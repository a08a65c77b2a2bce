//! Error types for the cloning engine
//!
//! Every failure is fatal for the clone call that raised it: the in-progress
//! session is dropped and the error propagates to the original caller.
//! Registering listeners or field filters never fails.

use replica_model::RegistryError;

/// Clone failure
#[derive(Debug, Clone, PartialEq, Eq, thiserror::Error)]
pub enum CloneError {
    /// Array rank outside the supported range
    #[error("unsupported array shape: '{type_name}' has rank {rank} (at most 2 supported)")]
    UnsupportedShape {
        /// Array type name
        type_name: String,
        /// Offending rank
        rank: usize,
    },

    /// Type cannot be instantiated at all
    #[error("cannot allocate '{type_name}': {source}")]
    Allocation {
        /// Type name
        type_name: String,
        /// Introspector failure
        #[source]
        source: RegistryError,
    },

    /// Value refers to a type the introspector cannot describe
    #[error("unknown type: {0}")]
    UnknownType(String),

    /// Runtime type is not assignable to the declared type
    #[error("type mismatch: '{runtime}' is not assignable to '{declared}'")]
    TypeMismatch {
        /// Declared type name
        declared: String,
        /// Runtime type name
        runtime: String,
    },

    /// Graph nesting exceeded the configured limit
    #[error("clone depth limit of {limit} exceeded")]
    DepthLimitExceeded {
        /// Configured limit
        limit: usize,
    },
}

impl CloneError {
    /// Create unsupported shape error
    #[inline]
    #[must_use]
    pub fn unsupported_shape(type_name: impl Into<String>, rank: usize) -> Self {
        Self::UnsupportedShape {
            type_name: type_name.into(),
            rank,
        }
    }

    /// Create allocation error
    #[inline]
    #[must_use]
    pub fn allocation(type_name: impl Into<String>, source: RegistryError) -> Self {
        Self::Allocation {
            type_name: type_name.into(),
            source,
        }
    }

    /// Create type mismatch error
    #[inline]
    #[must_use]
    pub fn type_mismatch(declared: impl Into<String>, runtime: impl Into<String>) -> Self {
        Self::TypeMismatch {
            declared: declared.into(),
            runtime: runtime.into(),
        }
    }
}

/// Result type alias for clone operations
pub type CloneResult<T> = Result<T, CloneError>;
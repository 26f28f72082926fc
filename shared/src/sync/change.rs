use serde::{Deserialize, Serialize};
use serde_json::{json, Value};

use crate::EntityId;

#[derive(Clone, Copy, Debug, Eq, PartialEq, Serialize, Deserialize)]
#[serde(rename_all = "camelCase")]
pub enum ItemChangeType {
    Add,
    Update,
    Remove,
}

#[derive(Clone, Copy, Debug, Eq, PartialEq, Serialize, Deserialize)]
#[serde(rename_all = "camelCase")]
pub enum ContainerChangeType {
    Add,
    Update,
    Delete,
}

#[derive(Clone, Copy, Debug, Eq, PartialEq, Serialize, Deserialize)]
#[serde(rename_all = "camelCase")]
pub enum ListChangeType {
    Update,
    Splice,
}

/// A property of `item` was added, replaced or removed
#[derive(Clone, Debug, PartialEq, Serialize, Deserialize)]
#[serde(rename_all = "camelCase")]
pub struct ItemChange {
    pub item: EntityId,
    pub name: String,
    #[serde(rename = "type")]
    pub kind: ItemChangeType,
    #[serde(default, skip_serializing_if = "Option::is_none")]
    pub new_value: Option<Value>,
    #[serde(default, skip_serializing_if = "Option::is_none")]
    pub old_value: Option<Value>,
}

/// An entry of the container `container` of `item` was added, replaced or
/// deleted. A missing `new_value` on add/update stores an unloaded entry.
#[derive(Clone, Debug, PartialEq, Serialize, Deserialize)]
#[serde(rename_all = "camelCase")]
pub struct ContainerChange {
    pub item: EntityId,
    pub container: String,
    pub key: EntityId,
    #[serde(rename = "type")]
    pub kind: ContainerChangeType,
    #[serde(default, skip_serializing_if = "Option::is_none")]
    pub new_value: Option<Value>,
}

/// Positional update or splice of the list `list` of `item`
#[derive(Clone, Debug, PartialEq, Serialize, Deserialize)]
#[serde(rename_all = "camelCase")]
pub struct ListChange {
    pub item: EntityId,
    pub list: String,
    #[serde(rename = "type")]
    pub kind: ListChangeType,
    pub index: usize,
    #[serde(default, skip_serializing_if = "Option::is_none")]
    pub new_value: Option<Value>,
    #[serde(default, skip_serializing_if = "Option::is_none")]
    pub added: Option<Vec<Value>>,
    #[serde(default, skip_serializing_if = "Option::is_none")]
    pub removed_count: Option<usize>,
}

/// A single mutation of the graph, as exchanged between coordinators.
///
/// Deserialization tries the list and container forms before the item form,
/// since the item form has the fewest distinguishing fields.
#[derive(Clone, Debug, PartialEq, Serialize, Deserialize)]
#[serde(untagged)]
pub enum Change {
    List(ListChange),
    Container(ContainerChange),
    Item(ItemChange),
}

/// The slot of the graph a change writes to
#[derive(Clone, Debug, Eq, PartialEq, Hash)]
pub enum UpdateKey {
    Item {
        entity: EntityId,
        name: String,
    },
    Container {
        entity: EntityId,
        container: String,
        key: EntityId,
    },
    List {
        entity: EntityId,
        list: String,
        index: usize,
    },
}

impl Change {
    pub fn item_update(item: &EntityId, name: &str, new_value: Value) -> Self {
        Change::Item(ItemChange {
            item: item.clone(),
            name: name.to_string(),
            kind: ItemChangeType::Update,
            new_value: Some(new_value),
            old_value: None,
        })
    }

    pub fn container_add(item: &EntityId, container: &str, key: &EntityId, new_value: Option<Value>) -> Self {
        Change::Container(ContainerChange {
            item: item.clone(),
            container: container.to_string(),
            key: key.clone(),
            kind: ContainerChangeType::Add,
            new_value,
        })
    }

    pub fn container_delete(item: &EntityId, container: &str, key: &EntityId) -> Self {
        Change::Container(ContainerChange {
            item: item.clone(),
            container: container.to_string(),
            key: key.clone(),
            kind: ContainerChangeType::Delete,
            new_value: None,
        })
    }

    pub fn list_splice(item: &EntityId, list: &str, index: usize, removed_count: usize, added: Vec<Value>) -> Self {
        Change::List(ListChange {
            item: item.clone(),
            list: list.to_string(),
            kind: ListChangeType::Splice,
            index,
            new_value: None,
            added: Some(added),
            removed_count: Some(removed_count),
        })
    }

    /// The entity that owns the written property
    pub fn item(&self) -> &EntityId {
        match self {
            Change::Item(change) => &change.item,
            Change::Container(change) => &change.item,
            Change::List(change) => &change.item,
        }
    }

    /// Name of the written property
    pub fn property(&self) -> &str {
        match self {
            Change::Item(change) => &change.name,
            Change::Container(change) => &change.container,
            Change::List(change) => &change.list,
        }
    }

    pub fn update_key(&self) -> UpdateKey {
        match self {
            Change::Item(change) => UpdateKey::Item {
                entity: change.item.clone(),
                name: change.name.clone(),
            },
            Change::Container(change) => UpdateKey::Container {
                entity: change.item.clone(),
                container: change.container.clone(),
                key: change.key.clone(),
            },
            Change::List(change) => UpdateKey::List {
                entity: change.item.clone(),
                list: change.list.clone(),
                index: change.index,
            },
        }
    }

    /// The value carried by the change, as compared by the update channel
    pub fn payload(&self) -> Value {
        match self {
            Change::Item(change) => change.new_value.clone().unwrap_or(Value::Null),
            Change::Container(change) => match change.kind {
                ContainerChangeType::Delete => json!({ "deleted": true }),
                _ => change.new_value.clone().unwrap_or(Value::Null),
            },
            Change::List(change) => match change.kind {
                ListChangeType::Update => change.new_value.clone().unwrap_or(Value::Null),
                ListChangeType::Splice => json!({
                    "removedCount": change.removed_count.unwrap_or(0),
                    "added": change.added.clone().unwrap_or_default(),
                }),
            },
        }
    }
}

#[cfg(test)]
mod tests {
    use super::*;

    #[test]
    fn decodes_each_form_from_its_fields() {
        let item: Change = serde_json::from_value(json!({
            "item": "Browser-1", "name": "x", "type": "update", "newValue": 0.3, "oldValue": 0.25
        }))
        .unwrap();
        assert!(matches!(item, Change::Item(ItemChange { kind: ItemChangeType::Update, .. })));

        let container: Change = serde_json::from_value(json!({
            "item": "Browser-1", "container": "plugins", "key": "Plugin-7", "type": "add"
        }))
        .unwrap();
        assert!(matches!(container, Change::Container(ContainerChange { new_value: None, .. })));

        let list: Change = serde_json::from_value(json!({
            "item": "Browser-1", "list": "history", "type": "splice", "index": 1,
            "added": ["a"], "removedCount": 2
        }))
        .unwrap();
        assert!(matches!(list, Change::List(ListChange { index: 1, removed_count: Some(2), .. })));
    }

    #[test]
    fn encodes_camel_case_and_skips_absent_values() {
        let change = Change::container_delete(&EntityId::new("Browser-1"), "plugins", &EntityId::new("Plugin-7"));
        assert_eq!(
            serde_json::to_value(&change).unwrap(),
            json!({ "item": "Browser-1", "container": "plugins", "key": "Plugin-7", "type": "delete" })
        );
    }
}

################

- [EXERCISE BRIEF] Each line in the records above with "replaced" must be returned.

- [YOUR RESPONSE]
/// A property of `item` was added, replaced or removed
/// An entry of the container `container` of `item` was added, replaced or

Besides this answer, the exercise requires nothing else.